Paul Bertain wrote:
What I should have said was put an entry in /etc/hosts and then modify /etc/nsswitch.conf on the Squid box so that it sees that same host as valid.

You could. Although by using the internal DNS resolver for just squid, you only need to add the entry to /etc/hosts. Squid loads the hosts file to prime its internal DNS resolver.

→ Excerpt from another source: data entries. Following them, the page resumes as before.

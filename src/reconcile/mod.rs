//! Reconciliation subsystem.
//!
//! # Data Flow
//! ```text
//! Every polling period:
//!     EnvironmentSource snapshot
//!     → scan → for each endpoint, in scan order:
//!         fetch (with deadline) → aggregate → render
//!         → equal to last deployed? Unchanged
//!         → else Deployer::deploy → Deployed | Failed
//!     → CycleReport → StatusHandle (admin), metrics, logs
//! ```
//!
//! # Design Decisions
//! - Single sequential task; the config file has one writer
//! - Per-endpoint outcomes replace process exit on fetch/deploy errors
//! - Each endpoint's config is deployed independently; there is no
//!   atomicity across endpoints within a cycle
//! - The baseline lives in memory only and resets on restart

pub mod reconciler;
pub mod report;

pub use reconciler::{EnvironmentSource, ProcessEnvironment, ReconcileSettings, Reconciler};
pub use report::{CycleReport, EndpointOutcome, EndpointReport, StatusHandle};
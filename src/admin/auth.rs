use axum::{
    extract::{Request, State},
    http::{header::AUTHORIZATION, StatusCode},
    middleware::Next,
    response::Response,
};

use crate::admin::AdminState;

/// Require `Authorization: Bearer <api_key>` when an API key is configured.
pub async fn admin_auth_middleware(
    State(state): State<AdminState>,
    request: Request,
    next: Next,
) -> Result<Response, StatusCode> {
    let Some(api_key) = state.api_key.as_deref() else {
        return Ok(next.run(request).await);
    };

    let auth_header = request
        .headers()
        .get(AUTHORIZATION)
        .and_then(|h| h.to_str().ok());

    match auth_header.and_then(|v| v.strip_prefix("Bearer ")) {
        Some(token) if token == api_key => Ok(next.run(request).await),
        _ => Err(StatusCode::UNAUTHORIZED),
    }
}
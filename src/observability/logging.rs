//! Structured logging.
//!
//! # Responsibilities
//! - Initialize logging subsystem
//! - Configure log level from `RUST_LOG`, falling back to config
//!
//! # Design Decisions
//! - Uses tracing crate for structured logging
//! - JSON format for production, pretty format for development

use tracing_subscriber::{layer::SubscriberExt, util::SubscriberInitExt, EnvFilter};

use crate::config::{LogFormat, ObservabilityConfig};

/// Default filter directive for the given level.
pub fn default_directive(level: &str) -> String {
    format!("upstream_reloader={},warn", level)
}

/// Install the global tracing subscriber.
pub fn init_logging(config: &ObservabilityConfig) {
    let filter = EnvFilter::try_from_default_env()
        .unwrap_or_else(|_| EnvFilter::new(default_directive(&config.log_level)));

    let registry = tracing_subscriber::registry().with(filter);
    match config.log_format {
        LogFormat::Pretty => registry.with(tracing_subscriber::fmt::layer()).init(),
        LogFormat::Json => registry
            .with(
                tracing_subscriber::fmt::layer()
                    .with_target(false)
                    .json(),
            )
            .init(),
    }
}
//! Timeout enforcement.
//!
//! # Responsibilities
//! - Wrap descriptor fetches with a deadline
//! - Cancel the in-flight request cleanly when the deadline passes
//!
//! # Design Decisions
//! - Uses Tokio's timeout facilities
//! - Timeout errors are distinct from other fetch errors

use std::time::Duration;

use tokio::time::timeout;

use crate::discovery::{FetchError, ServiceClient, ServiceDescriptor};

/// Fetch a descriptor, failing with [`FetchError::Timeout`] after `limit`.
pub async fn fetch_with_deadline<C: ServiceClient>(
    client: &C,
    url: &str,
    auth: &str,
    limit: Duration,
) -> Result<ServiceDescriptor, FetchError> {
    match timeout(limit, client.fetch(url, auth)).await {
        Ok(result) => result,
        Err(_) => Err(FetchError::Timeout(limit.as_secs())),
    }
}
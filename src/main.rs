//! nginx upstream reloader.
//!
//! Sidecar that keeps an nginx `upstream backend` block in sync with the
//! containers of linked services.
//!
//! # Architecture Overview
//!
//! ```text
//!   ┌──────────────────────────────────────────────────────────────────┐
//!   │                        UPSTREAM RELOADER                          │
//!   │                                                                   │
//!   │  env *_TUTUM_API_URL ──▶ discovery::scanner                       │
//!   │                               │                                   │
//!   │                               ▼                                   │
//!   │        descriptor API ◀── discovery::client (deadline)            │
//!   │                               │ link_variables                    │
//!   │                               ▼                                   │
//!   │                        discovery::aggregator                      │
//!   │                               │ routes (sorted)                   │
//!   │                               ▼                                   │
//!   │                        render::nginx ──▶ diff ──▶ deploy::nginx ──┼──▶ nginx
//!   │                                                                   │
//!   │  lifecycle (signals) · observability (logs, metrics) · admin      │
//!   └──────────────────────────────────────────────────────────────────┘
//! ```

use std::net::SocketAddr;
use std::time::Duration;

use tokio::net::TcpListener;

use upstream_reloader::admin::{self, AdminState};
use upstream_reloader::config::{load_from_env, LoadedConfig};
use upstream_reloader::deploy::NginxDeployer;
use upstream_reloader::discovery::HttpServiceClient;
use upstream_reloader::lifecycle::{signals, Shutdown};
use upstream_reloader::observability::{logging, metrics};
use upstream_reloader::reconcile::{ProcessEnvironment, ReconcileSettings, Reconciler};

#[tokio::main]
async fn main() -> Result<(), Box<dyn std::error::Error>> {
    let LoadedConfig { config, warnings } = match load_from_env(std::env::vars_os().filter_map(
        |(k, v)| Some((k.into_string().ok()?, v.into_string().ok()?)),
    )) {
        Ok(loaded) => loaded,
        Err(e) => {
            eprintln!("upstream-reloader: invalid configuration: {}", e);
            std::process::exit(1);
        }
    };

    logging::init_logging(&config.observability);
    tracing::info!("upstream-reloader v{} starting", env!("CARGO_PKG_VERSION"));
    for warning in &warnings {
        tracing::warn!("{}", warning);
    }

    tracing::info!(
        port = %config.discovery.port,
        polling_period_secs = config.discovery.polling_period_secs,
        config_path = %config.deploy.config_path,
        reload_command = %config.deploy.reload_command,
        auth_configured = !config.discovery.auth.is_empty(),
        "Configuration loaded"
    );

    if let Some(address) = &config.observability.metrics_address {
        let addr: SocketAddr = address.parse()?;
        if let Err(e) = metrics::init_metrics(addr) {
            tracing::error!(metrics_address = %address, error = %e, "Failed to start metrics exporter");
        }
    }

    let shutdown = Shutdown::new();
    let loop_shutdown = shutdown.subscribe();

    let client = HttpServiceClient::new(Duration::from_secs(config.discovery.connect_timeout_secs))?;
    let deployer = NginxDeployer::new(&config.deploy);
    let reconciler = Reconciler::new(
        ReconcileSettings::from_config(&config),
        client,
        deployer,
        ProcessEnvironment,
    );

    let admin_task = match &config.admin.bind_address {
        Some(address) => {
            let listener = TcpListener::bind(address.as_str()).await?;
            let state = AdminState::new(reconciler.status(), config.admin.api_key.clone());
            let admin_shutdown = shutdown.subscribe();
            Some(tokio::spawn(async move {
                if let Err(e) = admin::serve(listener, state, admin_shutdown).await {
                    tracing::error!(error = %e, "Admin endpoint failed");
                }
            }))
        }
        None => None,
    };

    tokio::spawn(signals::wait_for_signal(shutdown.clone()));
    reconciler.run(loop_shutdown).await;

    if let Some(task) = admin_task {
        let _ = task.await;
    }

    tracing::info!("Shutdown complete");
    Ok(())
}
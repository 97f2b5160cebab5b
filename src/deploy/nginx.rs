//! nginx deployer: file overwrite followed by a reload command.

use std::path::PathBuf;
use std::time::Duration;

use tokio::process::Command;
use tokio::time::timeout;

use crate::config::DeployConfig;
use crate::deploy::{DeployError, Deployer};

/// Deploys by overwriting the nginx config file and running the reload command.
#[derive(Debug, Clone)]
pub struct NginxDeployer {
    config_path: PathBuf,
    reload_command: Vec<String>,
    reload_timeout: Duration,
}

impl NginxDeployer {
    pub fn new(config: &DeployConfig) -> Self {
        Self {
            config_path: PathBuf::from(&config.config_path),
            reload_command: config
                .reload_command
                .split_whitespace()
                .map(str::to_string)
                .collect(),
            reload_timeout: Duration::from_secs(config.reload_timeout_secs),
        }
    }

    async fn write_config(&self, config: &[u8]) -> Result<(), DeployError> {
        tokio::fs::write(&self.config_path, config)
            .await
            .map_err(|source| DeployError::Write {
                path: self.config_path.clone(),
                source,
            })
    }

    async fn reload(&self) -> Result<(), DeployError> {
        let (program, args) = self
            .reload_command
            .split_first()
            .ok_or(DeployError::EmptyCommand)?;
        let command = self.reload_command.join(" ");

        let mut child = Command::new(program)
            .args(args)
            .kill_on_drop(true)
            .spawn()
            .map_err(|source| DeployError::Spawn {
                command: command.clone(),
                source,
            })?;

        let status = match timeout(self.reload_timeout, child.wait()).await {
            Ok(result) => result.map_err(|source| DeployError::Spawn {
                command: command.clone(),
                source,
            })?,
            Err(_) => return Err(DeployError::ReloadTimeout(self.reload_timeout.as_secs())),
        };

        if !status.success() {
            return Err(DeployError::ReloadFailed { command, status });
        }
        Ok(())
    }
}

impl Deployer for NginxDeployer {
    async fn deploy(&self, config: &[u8]) -> Result<(), DeployError> {
        self.write_config(config).await?;
        tracing::debug!(path = %self.config_path.display(), bytes = config.len(), "Config written");

        self.reload().await?;
        tracing::info!(
            path = %self.config_path.display(),
            command = %self.reload_command.join(" "),
            "Proxy reloaded"
        );
        Ok(())
    }
}
//! Shutdown coordination for the reloader.

use tokio::sync::broadcast;

/// Coordinator for graceful shutdown.
///
/// The reconcile loop and the admin server each hold a receiver; a single
/// trigger stops both.
#[derive(Clone)]
pub struct Shutdown {
    tx: broadcast::Sender<()>,
}

impl Shutdown {
    pub fn new() -> Self {
        let (tx, _) = broadcast::channel(1);
        Self { tx }
    }

    /// Subscribe to the shutdown signal.
    pub fn subscribe(&self) -> broadcast::Receiver<()> {
        self.tx.subscribe()
    }

    /// Trigger the shutdown signal.
    pub fn trigger(&self) {
        let _ = self.tx.send(());
    }
}

impl Default for Shutdown {
    fn default() -> Self {
        Self::new()
    }
}
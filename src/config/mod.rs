//! Configuration management subsystem.
//!
//! # Data Flow
//! ```text
//! RELOADER_CONFIG (optional TOML file)
//!     → loader.rs (parse & deserialize)
//!     → loader.rs (overlay PORT, POLLING_PERIOD, TUTUM_AUTH, ...)
//!     → validation.rs (semantic checks)
//!     → ReloaderConfig (validated, immutable)
//!     → passed by value into the reconcile loop
//! ```
//!
//! # Design Decisions
//! - Config is read once at startup; no process-wide mutable settings
//! - All fields have defaults so an empty environment is a valid config
//! - Validation separates syntactic (serde) from semantic checks

pub mod loader;
pub mod schema;
pub mod validation;

pub use loader::{load_from_env, ConfigError, LoadedConfig};
pub use schema::AdminConfig;
pub use schema::DeployConfig;
pub use schema::DiscoveryConfig;
pub use schema::LogFormat;
pub use schema::ObservabilityConfig;
pub use schema::ReloaderConfig;
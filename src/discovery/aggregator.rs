//! Link variable aggregation.
//!
//! # Responsibilities
//! - Locate the link filter (e.g. `_PORT_80_TCP`) inside each key
//! - Group `{CONTAINER}{FILTER}_ADDR` / `{CONTAINER}{FILTER}_PORT` pairs per container
//! - Emit routes sorted by container name
//!
//! # Design Decisions
//! - Output order never depends on map iteration order; the renderer
//!   deduplicates in this order, so it has to be reproducible
//! - Partial data is kept: a container with only `_ADDR` or only `_PORT`
//!   yields a route with the other field empty
//! - Other remainders (`_PROTO`, bare filter) never create a route

use std::collections::{BTreeMap, HashMap};

use crate::discovery::model::BackendRoute;

const ADDR_SUFFIX: &str = "_ADDR";
const PORT_SUFFIX: &str = "_PORT";

/// Build the link filter for the proxy's listening port.
pub fn link_filter(port: &str) -> String {
    format!("_PORT_{}_TCP", port)
}

/// Group link variables into one route per container, sorted by container name.
pub fn aggregate(suffix_filter: &str, link_variables: &HashMap<String, String>) -> Vec<BackendRoute> {
    let mut containers: BTreeMap<&str, BackendRoute> = BTreeMap::new();

    for (key, value) in link_variables {
        let Some(index) = key.find(suffix_filter) else {
            continue;
        };

        let container_name = &key[..index];
        let remainder = &key[index + suffix_filter.len()..];

        let route = match remainder {
            ADDR_SUFFIX | PORT_SUFFIX => containers
                .entry(container_name)
                .or_insert_with(|| BackendRoute::new(container_name, "", "")),
            _ => continue,
        };

        if remainder == ADDR_SUFFIX {
            route.address = value.clone();
        } else {
            route.port = value.clone();
        }
    }

    containers.into_values().collect()
}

That would be the easiest way to configure it yes. But it makes the site available to all users of Squid. Not just the one client.

Amos


On Jul 12, 2008, at 10:36 PM, Paul Bertain wrote:

Would it work to put an entry on the Squid machine and to make sure that /etc/nsswitch.conf has "hosts: files dns"?

That way, Squid sees it the same way, which is what it looks like Tuc is trying to do.

Paul

On Jul 12, 2008, at 8:55 PM, Amos Jeffries wrote:

Tuc at T-B-O-H.NET wrote:
Hi,
    Running into a problem, not sure if or how to handle it.
    User running windows has an entry in their (Windows
equiv of /etc/hosts) that says :
    192.168.3.10    SNEAKY.EXAMPLE.COM
    For the rest of the world, SNEAKY.EXAMPLE.COM doesn't
exist (NXDOMAIN).
Without squid in transparent/WCCP2 mode, it appears that the user contacts 192.168.3.10 and does his thing. With squid+ transparent+WCCP2, we end up with 503's. Is there even a way to be able to address this, or is
the user just going to be out of luck period?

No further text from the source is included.